>>>
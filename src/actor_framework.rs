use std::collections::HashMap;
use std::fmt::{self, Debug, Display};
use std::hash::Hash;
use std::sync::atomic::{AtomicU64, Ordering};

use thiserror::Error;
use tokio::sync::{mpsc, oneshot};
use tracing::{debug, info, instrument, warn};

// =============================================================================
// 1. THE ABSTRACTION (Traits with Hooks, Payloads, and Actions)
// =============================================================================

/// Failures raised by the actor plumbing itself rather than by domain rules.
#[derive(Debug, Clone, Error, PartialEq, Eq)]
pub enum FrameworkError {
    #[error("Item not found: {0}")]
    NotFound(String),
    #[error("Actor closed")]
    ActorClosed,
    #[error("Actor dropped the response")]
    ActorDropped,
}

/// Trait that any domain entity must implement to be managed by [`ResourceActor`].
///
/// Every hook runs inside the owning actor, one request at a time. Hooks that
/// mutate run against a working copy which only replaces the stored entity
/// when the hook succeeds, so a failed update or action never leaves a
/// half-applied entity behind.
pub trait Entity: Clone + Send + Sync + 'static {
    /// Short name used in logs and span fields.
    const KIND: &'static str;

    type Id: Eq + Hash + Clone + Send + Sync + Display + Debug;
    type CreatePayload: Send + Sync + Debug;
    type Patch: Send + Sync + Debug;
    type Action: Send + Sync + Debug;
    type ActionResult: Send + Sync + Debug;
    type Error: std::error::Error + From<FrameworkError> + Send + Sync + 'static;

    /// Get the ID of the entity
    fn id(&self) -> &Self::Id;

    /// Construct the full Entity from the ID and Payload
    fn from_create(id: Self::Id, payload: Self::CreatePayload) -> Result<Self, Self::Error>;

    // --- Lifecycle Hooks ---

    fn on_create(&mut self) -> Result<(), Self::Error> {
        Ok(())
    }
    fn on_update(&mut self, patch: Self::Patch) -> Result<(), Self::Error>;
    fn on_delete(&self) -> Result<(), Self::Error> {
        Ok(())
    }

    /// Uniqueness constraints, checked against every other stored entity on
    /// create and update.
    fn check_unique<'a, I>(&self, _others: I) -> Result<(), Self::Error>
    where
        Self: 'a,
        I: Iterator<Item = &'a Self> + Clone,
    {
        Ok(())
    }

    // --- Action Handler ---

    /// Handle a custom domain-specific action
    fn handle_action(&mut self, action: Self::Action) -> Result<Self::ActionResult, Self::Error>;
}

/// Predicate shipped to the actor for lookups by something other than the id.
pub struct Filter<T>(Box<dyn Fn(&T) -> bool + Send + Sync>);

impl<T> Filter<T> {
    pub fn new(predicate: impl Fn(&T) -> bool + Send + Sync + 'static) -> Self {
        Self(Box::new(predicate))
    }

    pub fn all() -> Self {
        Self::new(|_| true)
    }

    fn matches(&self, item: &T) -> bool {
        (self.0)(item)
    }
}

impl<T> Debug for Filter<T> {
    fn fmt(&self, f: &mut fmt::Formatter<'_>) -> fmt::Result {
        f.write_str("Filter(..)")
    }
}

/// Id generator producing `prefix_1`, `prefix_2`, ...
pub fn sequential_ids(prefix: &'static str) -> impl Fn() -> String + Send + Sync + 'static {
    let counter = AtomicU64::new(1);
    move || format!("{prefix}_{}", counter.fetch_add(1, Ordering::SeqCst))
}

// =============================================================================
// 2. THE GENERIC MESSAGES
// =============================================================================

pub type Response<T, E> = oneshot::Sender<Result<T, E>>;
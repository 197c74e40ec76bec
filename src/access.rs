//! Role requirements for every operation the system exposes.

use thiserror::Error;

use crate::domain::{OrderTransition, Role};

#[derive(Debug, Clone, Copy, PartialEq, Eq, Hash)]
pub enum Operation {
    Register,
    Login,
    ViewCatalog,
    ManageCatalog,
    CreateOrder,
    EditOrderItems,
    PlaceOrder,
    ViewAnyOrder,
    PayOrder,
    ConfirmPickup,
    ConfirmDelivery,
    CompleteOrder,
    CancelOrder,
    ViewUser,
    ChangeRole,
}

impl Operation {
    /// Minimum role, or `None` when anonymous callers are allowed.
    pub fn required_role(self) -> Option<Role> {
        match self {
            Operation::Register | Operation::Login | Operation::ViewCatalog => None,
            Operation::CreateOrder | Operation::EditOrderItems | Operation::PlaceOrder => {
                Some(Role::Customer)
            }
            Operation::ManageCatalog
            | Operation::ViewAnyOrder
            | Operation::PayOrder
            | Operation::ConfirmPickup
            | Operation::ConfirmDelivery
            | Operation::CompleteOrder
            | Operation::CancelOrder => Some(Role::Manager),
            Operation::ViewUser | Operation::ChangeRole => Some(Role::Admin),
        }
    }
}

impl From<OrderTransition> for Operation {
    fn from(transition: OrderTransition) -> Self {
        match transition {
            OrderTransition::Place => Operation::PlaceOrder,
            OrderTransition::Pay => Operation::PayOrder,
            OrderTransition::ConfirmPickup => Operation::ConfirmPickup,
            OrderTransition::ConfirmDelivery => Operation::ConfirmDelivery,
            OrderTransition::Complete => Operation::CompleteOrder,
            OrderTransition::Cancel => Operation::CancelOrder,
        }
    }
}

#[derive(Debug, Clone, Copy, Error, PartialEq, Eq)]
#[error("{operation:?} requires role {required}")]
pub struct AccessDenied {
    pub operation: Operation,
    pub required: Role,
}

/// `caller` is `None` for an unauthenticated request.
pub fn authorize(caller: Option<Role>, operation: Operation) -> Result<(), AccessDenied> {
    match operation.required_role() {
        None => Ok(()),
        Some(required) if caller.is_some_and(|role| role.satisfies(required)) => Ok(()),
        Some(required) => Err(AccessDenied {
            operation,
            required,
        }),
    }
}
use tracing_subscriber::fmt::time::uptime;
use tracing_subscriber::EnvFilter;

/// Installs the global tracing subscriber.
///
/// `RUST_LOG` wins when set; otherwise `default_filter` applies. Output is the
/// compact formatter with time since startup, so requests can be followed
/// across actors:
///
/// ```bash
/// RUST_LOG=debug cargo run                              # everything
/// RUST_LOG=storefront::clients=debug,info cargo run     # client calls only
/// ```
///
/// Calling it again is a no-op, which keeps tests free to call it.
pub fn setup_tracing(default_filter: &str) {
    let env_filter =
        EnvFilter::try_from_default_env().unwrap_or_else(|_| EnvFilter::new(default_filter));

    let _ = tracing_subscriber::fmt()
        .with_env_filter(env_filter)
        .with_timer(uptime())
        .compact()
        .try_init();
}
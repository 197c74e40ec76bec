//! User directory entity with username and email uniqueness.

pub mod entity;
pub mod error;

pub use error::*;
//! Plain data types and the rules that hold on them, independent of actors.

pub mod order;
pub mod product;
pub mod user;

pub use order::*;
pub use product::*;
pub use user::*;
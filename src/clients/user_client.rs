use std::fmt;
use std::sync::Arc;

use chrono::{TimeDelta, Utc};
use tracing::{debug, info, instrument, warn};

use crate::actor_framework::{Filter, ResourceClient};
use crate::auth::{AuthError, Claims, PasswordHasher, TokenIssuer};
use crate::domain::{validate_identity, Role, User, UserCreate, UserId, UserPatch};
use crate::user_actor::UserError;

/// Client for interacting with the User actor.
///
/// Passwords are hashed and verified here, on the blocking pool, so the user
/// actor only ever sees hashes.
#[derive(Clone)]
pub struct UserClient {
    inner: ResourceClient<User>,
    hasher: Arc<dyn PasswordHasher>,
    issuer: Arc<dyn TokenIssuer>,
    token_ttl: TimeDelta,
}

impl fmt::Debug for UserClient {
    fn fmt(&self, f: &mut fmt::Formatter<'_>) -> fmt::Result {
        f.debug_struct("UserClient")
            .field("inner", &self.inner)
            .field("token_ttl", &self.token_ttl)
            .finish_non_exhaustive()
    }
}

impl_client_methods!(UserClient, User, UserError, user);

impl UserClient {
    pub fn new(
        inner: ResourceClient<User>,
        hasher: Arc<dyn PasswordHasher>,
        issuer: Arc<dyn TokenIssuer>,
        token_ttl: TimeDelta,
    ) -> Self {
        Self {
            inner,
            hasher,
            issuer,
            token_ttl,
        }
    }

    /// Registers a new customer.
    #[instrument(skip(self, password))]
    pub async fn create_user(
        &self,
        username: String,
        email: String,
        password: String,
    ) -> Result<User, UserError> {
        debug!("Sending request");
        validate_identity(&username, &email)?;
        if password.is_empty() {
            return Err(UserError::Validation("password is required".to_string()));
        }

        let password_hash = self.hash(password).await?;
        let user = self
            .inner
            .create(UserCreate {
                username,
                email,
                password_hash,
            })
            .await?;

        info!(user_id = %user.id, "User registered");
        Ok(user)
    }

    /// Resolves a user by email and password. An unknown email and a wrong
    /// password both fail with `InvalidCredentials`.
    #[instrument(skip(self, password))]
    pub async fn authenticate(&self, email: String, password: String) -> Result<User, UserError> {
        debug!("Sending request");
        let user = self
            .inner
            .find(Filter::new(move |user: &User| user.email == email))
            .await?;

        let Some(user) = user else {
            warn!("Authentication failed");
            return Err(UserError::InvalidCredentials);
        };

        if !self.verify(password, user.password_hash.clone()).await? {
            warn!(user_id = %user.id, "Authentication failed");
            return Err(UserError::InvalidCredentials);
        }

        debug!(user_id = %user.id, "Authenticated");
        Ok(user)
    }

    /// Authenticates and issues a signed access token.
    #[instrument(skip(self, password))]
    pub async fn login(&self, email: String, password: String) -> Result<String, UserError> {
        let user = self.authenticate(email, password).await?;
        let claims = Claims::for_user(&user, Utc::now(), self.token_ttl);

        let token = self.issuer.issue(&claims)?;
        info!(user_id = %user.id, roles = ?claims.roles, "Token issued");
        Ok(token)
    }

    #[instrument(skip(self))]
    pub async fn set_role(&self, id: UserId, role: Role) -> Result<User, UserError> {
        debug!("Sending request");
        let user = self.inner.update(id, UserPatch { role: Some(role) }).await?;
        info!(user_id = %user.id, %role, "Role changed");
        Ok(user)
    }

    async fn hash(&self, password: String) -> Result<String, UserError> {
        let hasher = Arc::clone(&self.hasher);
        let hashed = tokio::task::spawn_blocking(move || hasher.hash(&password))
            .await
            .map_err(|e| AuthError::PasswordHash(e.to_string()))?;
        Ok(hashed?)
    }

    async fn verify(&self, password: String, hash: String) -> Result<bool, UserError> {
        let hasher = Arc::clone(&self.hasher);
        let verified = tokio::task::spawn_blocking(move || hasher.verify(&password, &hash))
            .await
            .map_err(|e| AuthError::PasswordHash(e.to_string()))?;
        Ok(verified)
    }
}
<<<
• [PROBLEM REQUIREMENTS]
What is needed is an exact copy of the lines above, from the one containing "use std::sync::Arc;" through the one containing "impl fmt::Debug for", with nothing added.

• [ANSWER TO THIS EXERCISE]
use std::sync::Arc;

use chrono::{TimeDelta, Utc};
use tracing::{debug, info, instrument, warn};

use crate::actor_framework::{Filter, ResourceClient};
use crate::auth::{AuthError, Claims, PasswordHasher, TokenIssuer};
use crate::domain::{validate_identity, Role, User, UserCreate, UserId, UserPatch};
use crate::user_actor::UserError;

/// Client for interacting with the User actor.
///
/// Passwords are hashed and verified here, on the blocking pool, so the user
/// actor only ever sees hashes.
#[derive(Clone)]
pub struct UserClient {
    inner: ResourceClient<User>,
    hasher: Arc<dyn PasswordHasher>,
    issuer: Arc<dyn TokenIssuer>,
    token_ttl: TimeDelta,
}

impl fmt::Debug for UserClient {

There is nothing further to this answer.